All lines from the one that mentions "fn breadcrumb_label(&self) -> String;" through the last of the entries below must be copied exactly, with both ends kept.

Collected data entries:
*** Begin section ***

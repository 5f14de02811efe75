use crate::store::Store;
use crate::swapi::client::SwapiClient;
use crate::ui::components::KeyResult;
use crossterm::event::KeyEvent;
use ratatui::prelude::*;

/// A keyboard shortcut hint for display in the header
#[derive(Debug, Clone, PartialEq, Eq)]
pub struct ShortcutInfo {
  pub key: &'static str,
  pub label: &'static str,
  pub priority: u8, // Lower = shown first
}

impl ShortcutInfo {
  pub const fn new(key: &'static str, label: &'static str) -> Self {
    Self {
      key,
      label,
      priority: 100,
    }
  }

  pub const fn with_priority(mut self, priority: u8) -> Self {
    self.priority = priority;
    self
  }
}

/// Shared state every view reads from and acts on
pub struct ViewContext {
  pub store: Store,
  pub client: SwapiClient,
}

/// Navigation requested by a view
pub enum ViewAction {
  /// Push a new view onto the stack
  Push(Box<dyn View>),
  /// Pop current view from stack (go back)
  Pop,
}

/// Trait for view behavior
///
/// Views get first pick of every key. Keys they return as `NotHandled`
/// fall through to the app's global bindings (`:`, `r`, `s`, `q`).
///
/// Views that load data asynchronously should use Query<T> internally and
/// poll it in the tick() method.
pub trait View {
  fn handle_key(&mut self, key: KeyEvent, ctx: &mut ViewContext) -> KeyResult<ViewAction>;

  fn render(&mut self, frame: &mut Frame, area: Rect, ctx: &ViewContext);

  /// Get the breadcrumb label for this view
  fn breadcrumb_label(&self) -> String;

  /// Called on each tick to allow views to poll async queries
  fn tick(&mut self, _ctx: &mut ViewContext) {}

  /// Open the view's search prompt, if it has one
  fn activate_search(&mut self) {}

  /// Get keyboard shortcuts to display in the header
  fn shortcuts(&self) -> Vec<ShortcutInfo> {
    vec![
      ShortcutInfo::new(":", "command").with_priority(10),
      ShortcutInfo::new("/", "search").with_priority(20),
      ShortcutInfo::new("q", "back").with_priority(90),
    ]
  }
}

*** End section ***

### Exercise response:
  fn breadcrumb_label(&self) -> String;

  /// Called on each tick to allow views to poll async queries
  fn tick(&mut self, _ctx: &mut ViewContext) {}

  /// Open the view's search prompt, if it has one
  fn activate_search(&mut self) {}

  /// Get keyboard shortcuts to display in the header
  fn shortcuts(&self) -> Vec<ShortcutInfo> {
    vec![
      ShortcutInfo::new(":", "command").with_priority(10),
      ShortcutInfo::new("/", "search").with_priority(20),
      ShortcutInfo::new("q", "back").with_priority(90),
    ]
  }
}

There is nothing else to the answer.